Li, para Verônica, alguns trechos das crônicas. Ela pareceu menos triste, menos abalada, menos cansada. Reparo muito na tristeza dos velhos sentados em cadeiras na calçada. Devem se lembrar dos tempos de viço, quando amavam e desamavam quase ao mesmo tempo. Mas também reparo na vaga tristeza dos jovens, quando param por um instante, deitam a cabeça no antebraço e parecem sonhar. Se estiver aborrecida, não falarei mais, nem lerei crônicas. Ela sorriu e eu senti uma tontura tão intensa que me pareceu alçar-me ao topo da bem-aventurança. Ofereci-lhe licor de tangerina, que minha vizinha me presenteou semana passada. Se tiver álcool, prefiro água. Servi-lhe água e doçura. Passei ao volume branco, que é de versos. Inicia-se com estudos de Sérgio de Castro Pinto, Jair Ferreira dos Santos, poema-crítica do português Nuno Rebocho e Olga Savary. Como sabem os que leem muito, a poesia de Ronaldo é de vanguarda, próxima do concretismo, com forte apelo visual. Em alguns momentos, não basta ler em voz alta; é preciso ver o poema. Mas é possível fruir a poesia sem vê-la, como o soneto “Aldebarã”, iniciado assim: “o sangue, o tédio rubro / fluxo, fluxo de dor calva, / vence-me quando descubro / lençóis, desespero, alva”. Gostou? A menina sorriu de novo: Gostei. Esse Ronaldo escreve diferente da maioria dos poetas.

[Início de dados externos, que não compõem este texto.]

//! # techstore-core: Pure Storefront Logic for TechStore
//!
//! This crate holds everything the storefront decides: what is in the
//! catalog, what the cart contains, which screen is up and how checkout
//! advances. None of it touches storage, the clock or the terminal.
//!
//! ## Architecture Position
//! ```text
//! ┌─────────────────────────────────────────────────────────────────────────┐
//! │                        TechStore Architecture                           │
//! │                                                                         │
//! │  ┌─────────────────────────────────────────────────────────────────┐   │
//! │  │                 Console screens (apps/storefront)               │   │
//! │  │   Products ──► Cart ──► Checkout ──► Processing ──► Confirmed   │   │
//! │  └─────────────────────────────┬───────────────────────────────────┘   │
//! │                                │ commands                               │
//! │  ┌─────────────────────────────▼───────────────────────────────────┐   │
//! │  │          Session actor (timers, persistence, replies)           │   │
//! │  └─────────────────────────────┬───────────────────────────────────┘   │
//! │                                │ Command → Vec<Effect>                  │
//! │  ┌─────────────────────────────▼───────────────────────────────────┐   │
//! │  │             ★ techstore-core (THIS CRATE) ★                     │   │
//! │  │                                                                 │   │
//! │  │   ┌─────────┐ ┌─────────┐ ┌─────────┐ ┌─────────┐ ┌─────────┐  │   │
//! │  │   │  types  │ │  money  │ │ catalog │ │  cart   │ │ machine │  │   │
//! │  │   └─────────┘ └─────────┘ └─────────┘ └─────────┘ └─────────┘  │   │
//! │  │                                                                 │   │
//! │  │   NO I/O • NO STORAGE • NO SLEEPING • PURE TRANSITIONS          │   │
//! │  └─────────────────────────────────────────────────────────────────┘   │
//! │                                │                                        │
//! │  ┌─────────────────────────────▼───────────────────────────────────┐   │
//! │  │              techstore-db (key-value persistence)               │   │
//! │  └─────────────────────────────────────────────────────────────────┘   │
//! └─────────────────────────────────────────────────────────────────────────┘
//! ```
//!
//! ## Modules
//!
//! - [`types`] - Product, CartLine, ViewState, PaymentMethod, Order
//! - [`money`] - Whole-unit integer money
//! - [`catalog`] - The immutable product list
//! - [`cart`] - Cart operations and restore reconciliation
//! - [`machine`] - View flow and checkout state machine
//! - [`validation`] - Checkout form and catalog rules
//! - [`error`] - Domain error types
//!
//! ## Example Usage
//!
//! ```rust
//! use techstore_core::{Cart, Catalog, CheckoutTimings, Command, StorefrontMachine};
//!
//! let mut machine =
//!     StorefrontMachine::new(Catalog::default(), Cart::new(), CheckoutTimings::default());
//!
//! machine.handle(Command::AddToCart(1)).unwrap(); // Laptop Pro, $1299
//! machine.handle(Command::AddToCart(3)).unwrap(); // Wireless Headphones, $199
//!
//! assert_eq!(machine.total().units(), 1498);
//! assert_eq!(machine.cart().item_count(), 2);
//! ```

// =============================================================================
// Module Declarations
// =============================================================================

pub mod cart;
pub mod catalog;
pub mod error;
pub mod machine;
pub mod money;
pub mod types;
pub mod validation;

// =============================================================================
// Re-exports for Convenience
// =============================================================================

pub use cart::{Cart, ReconcileReport, MAX_LINE_QUANTITY};
pub use catalog::Catalog;
pub use error::{CoreError, CoreResult, ValidationError};
pub use machine::{
    CheckoutPhase, CheckoutTimings, Command, Effect, StorefrontMachine, StorefrontView, TimerKind,
    TimerToken,
};
pub use money::Money;
pub use types::*;

// =============================================================================
// Crate-Level Constants
// =============================================================================

/// Storage key the cart snapshot lives under.
///
/// The value is a JSON array of cart lines. There is no schema version.
pub const CART_STORAGE_KEY: &str = "cart";
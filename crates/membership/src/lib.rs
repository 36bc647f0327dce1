// Copyright The AgentSmith-Hub Authors
// SPDX-License-Identifier: Apache-2.0

//! Cluster Membership (spec §4.5): a table of known nodes keyed by node id, updated by inbound
//! heartbeats and swept periodically for nodes that have gone quiet.

use chrono::{DateTime, Utc};
use cplane_core::NodeId;
use parking_lot::RwLock;
use std::collections::HashMap;
use std::time::Duration;
use tokio_util::sync::CancellationToken;

/// Whether a node is the cluster leader or a follower.
#[derive(Debug, Clone, Copy, PartialEq, Eq)]
pub enum Role {
    /// The single node accepting writes and fanning out sync instructions.
    Leader,
    /// A read-replica node applying instructions pushed by the leader.
    Follower,
}

/// What the membership table knows about one node.
#[derive(Debug, Clone)]
pub struct NodeInfo {
    /// The node's id (its address, per SPEC_FULL §2).
    pub node_id: NodeId,
    /// The node's role as of its last heartbeat.
    pub role: Role,
    /// When the last heartbeat from this node was received.
    pub last_heartbeat: DateTime<Utc>,
    /// Whether the node is currently considered healthy (has heartbeated recently).
    pub healthy: bool,
}

/// The cluster membership table: a process-wide map from node id to [`NodeInfo`], guarded by a
/// single lock since updates are small and reads are snapshot-then-release per spec §5.
pub struct Membership {
    nodes: RwLock<HashMap<String, NodeInfo>>,
    unhealthy_after: Duration,
}

impl Membership {
    /// Builds an empty table; a node is considered unhealthy once `unhealthy_after` has elapsed
    /// since its last heartbeat.
    #[must_use]
    pub fn new(unhealthy_after: Duration) -> Self {
        Self {
            nodes: RwLock::new(HashMap::new()),
            unhealthy_after,
        }
    }

    /// Records a heartbeat from `node_id`, inserting it if unseen.
    pub fn update_heartbeat(&self, node_id: impl Into<NodeId>, role: Role) {
        let node_id = node_id.into();
        self.nodes.write().insert(
            node_id.to_string(),
            NodeInfo {
                node_id,
                role,
                last_heartbeat: Utc::now(),
                healthy: true,
            },
        );
    }

    /// Removes a node from the table (e.g. on graceful departure).
    pub fn remove(&self, node_id: &str) {
        self.nodes.write().remove(node_id);
    }

    /// A consistent snapshot of every known node.
    #[must_use]
    pub fn snapshot(&self) -> Vec<NodeInfo> {
        self.nodes.read().values().cloned().collect()
    }

    /// Healthy follower node ids, for the Synchronization Bus to fan instructions out to.
    #[must_use]
    pub fn healthy_followers(&self) -> Vec<NodeId> {
        self.nodes
            .read()
            .values()
            .filter(|n| n.healthy && matches!(n.role, Role::Follower))
            .map(|n| n.node_id.clone())
            .collect()
    }

    /// Marks nodes whose last heartbeat is older than `unhealthy_after` as unhealthy. Does not
    /// remove them: an unhealthy node that resumes heartbeating is marked healthy again on its
    /// next [`update_heartbeat`](Membership::update_heartbeat) call.
    pub fn sweep(&self) {
        let now = Utc::now();
        let mut nodes = self.nodes.write();
        for info in nodes.values_mut() {
            let age = now.signed_duration_since(info.last_heartbeat);
            if age.to_std().map(|d| d > self.unhealthy_after).unwrap_or(true) {
                info.healthy = false;
            }
        }
    }

    /// Spawns a background task that calls [`sweep`](Membership::sweep) every `interval`, until
    /// `cancel` fires.
    pub fn spawn_sweeper(self: std::sync::Arc<Self>, interval: Duration, cancel: CancellationToken) {
        tokio::spawn(async move {
            let mut ticker = tokio::time::interval(interval);
            loop {
                tokio::select! {
                    _ = cancel.cancelled() => break,
                    _ = ticker.tick() => self.sweep(),
                }
            }
        });
    }
}

#[cfg(test)]
mod tests {
    use super::*;

    #[test]
    fn heartbeat_marks_node_healthy() {
        let membership = Membership::new(Duration::from_secs(30));
        membership.update_heartbeat("node-a:8080", Role::Follower);
        let snapshot = membership.snapshot();
        assert_eq!(snapshot.len(), 1);
        assert!(snapshot[0].healthy);
    }

    #[test]
    fn sweep_marks_stale_node_unhealthy() {
        let membership = Membership::new(Duration::from_secs(0));
        membership.update_heartbeat("node-a:8080", Role::Follower);
        std::thread::sleep(Duration::from_millis(5));
        membership.sweep();
        assert!(!membership.snapshot()[0].healthy);
    }

    #[test]
    fn healthy_followers_excludes_leader_and_unhealthy() {
        let membership = Membership::new(Duration::from_secs(30));
        membership.update_heartbeat("leader:8080", Role::Leader);
        membership.update_heartbeat("follower:8080", Role::Follower);
        assert_eq!(membership.healthy_followers(), vec!["follower:8080".to_string()]);
    }
}
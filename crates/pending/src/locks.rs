// Copyright The AgentSmith-Hub Authors
// SPDX-License-Identifier: Apache-2.0

use cplane_core::ComponentKind;
use std::collections::HashMap;
use std::sync::Arc;
use tokio::sync::{Mutex, OwnedMutexGuard};

/// One `tokio::sync::Mutex` per `(kind, id)`, created on first use and kept around for the life
/// of the process. Guarantees that two concurrent applies touching the same component serialize,
/// without serializing applies to unrelated components.
pub(crate) struct KeyLocks {
    table: parking_lot::Mutex<HashMap<(ComponentKind, String), Arc<Mutex<()>>>>,
}

impl KeyLocks {
    pub(crate) fn new() -> Self {
        Self {
            table: parking_lot::Mutex::new(HashMap::new()),
        }
    }

    pub(crate) async fn lock(&self, kind: ComponentKind, id: &str) -> OwnedMutexGuard<()> {
        let entry = self
            .table
            .lock()
            .entry((kind, id.to_string()))
            .or_insert_with(|| Arc::new(Mutex::new(())))
            .clone();
        entry.lock_owned().await
    }
}
// Copyright The AgentSmith-Hub Authors
// SPDX-License-Identifier: Apache-2.0

use serde::{Deserialize, Serialize};
use std::borrow::Cow;
use std::fmt;

/// The five component kinds the control plane catalogs.
///
/// Plugins are referenced by rulesets; projects reference inputs, outputs, and rulesets (and
/// transitively plugins). The graph is a DAG: projects reference components, components never
/// reference projects, plugins reference nothing.
#[derive(Debug, Clone, Copy, PartialEq, Eq, Hash, PartialOrd, Ord, Serialize, Deserialize)]
#[serde(rename_all = "snake_case")]
pub enum ComponentKind {
    /// A source of raw events.
    Input,
    /// A sink for processed events.
    Output,
    /// A named set of detection/transformation rules.
    Ruleset,
    /// A dataflow composed of inputs, rulesets, and outputs.
    Project,
    /// A name-addressed compiled extension referenced by rulesets.
    Plugin,
}

impl ComponentKind {
    /// All kinds, in the dependency-apply order specified for batch apply
    /// (`plugin, input, output, ruleset, project`).
    pub const APPLY_ORDER: [ComponentKind; 5] = [
        ComponentKind::Plugin,
        ComponentKind::Input,
        ComponentKind::Output,
        ComponentKind::Ruleset,
        ComponentKind::Project,
    ];

    /// The on-disk file extension used to mirror this kind's raw configuration.
    #[must_use]
    pub const fn file_extension(self) -> &'static str {
        match self {
            ComponentKind::Input => "yaml",
            ComponentKind::Output => "yaml",
            ComponentKind::Ruleset => "xml",
            ComponentKind::Project => "yaml",
            ComponentKind::Plugin => "go",
        }
    }

    /// The directory name under the config root that holds this kind's files.
    #[must_use]
    pub const fn dir_name(self) -> &'static str {
        match self {
            ComponentKind::Input => "input",
            ComponentKind::Output => "output",
            ComponentKind::Ruleset => "ruleset",
            ComponentKind::Project => "project",
            ComponentKind::Plugin => "plugin",
        }
    }

    /// Parses a kind from its lowercase, snake-case name (as used in URL paths).
    pub fn parse(s: &str) -> Option<Self> {
        match s {
            "input" => Some(ComponentKind::Input),
            "output" => Some(ComponentKind::Output),
            "ruleset" => Some(ComponentKind::Ruleset),
            "project" => Some(ComponentKind::Project),
            "plugin" => Some(ComponentKind::Plugin),
            _ => None,
        }
    }
}

impl fmt::Display for ComponentKind {
    fn fmt(&self, f: &mut fmt::Formatter<'_>) -> fmt::Result {
        f.write_str(self.dir_name())
    }
}

impl From<ComponentKind> for Cow<'static, str> {
    fn from(kind: ComponentKind) -> Self {
        Cow::Borrowed(kind.dir_name())
    }
}

#[cfg(test)]
mod tests {
    use super::*;

    #[test]
    fn apply_order_matches_spec() {
        assert_eq!(
            ComponentKind::APPLY_ORDER,
            [
                ComponentKind::Plugin,
                ComponentKind::Input,
                ComponentKind::Output,
                ComponentKind::Ruleset,
                ComponentKind::Project,
            ]
        );
    }

    #[test]
    fn parse_round_trips_dir_name() {
        for kind in ComponentKind::APPLY_ORDER {
            assert_eq!(ComponentKind::parse(kind.dir_name()), Some(kind));
        }
        assert_eq!(ComponentKind::parse("bogus"), None);
    }

    #[test]
    fn extensions_match_spec_file_layout() {
        assert_eq!(ComponentKind::Input.file_extension(), "yaml");
        assert_eq!(ComponentKind::Output.file_extension(), "yaml");
        assert_eq!(ComponentKind::Ruleset.file_extension(), "xml");
        assert_eq!(ComponentKind::Project.file_extension(), "yaml");
        assert_eq!(ComponentKind::Plugin.file_extension(), "go");
    }
}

Li mais alguns poemas, cansei a garganta e fui ao banheiro. Ao regressar à sala, encontrei Verônica deslumbrada, rosto enfiado nas páginas de Werneck. Quer levar os poemas ou as crônicas? Pode ser a poesia hoje? Eu quis dizer: Contanto que hoje seja um instante. Não disse nada. Ela se ergueu do sofá para se despedir e me levar Ronaldo e minha inquietação de fauno.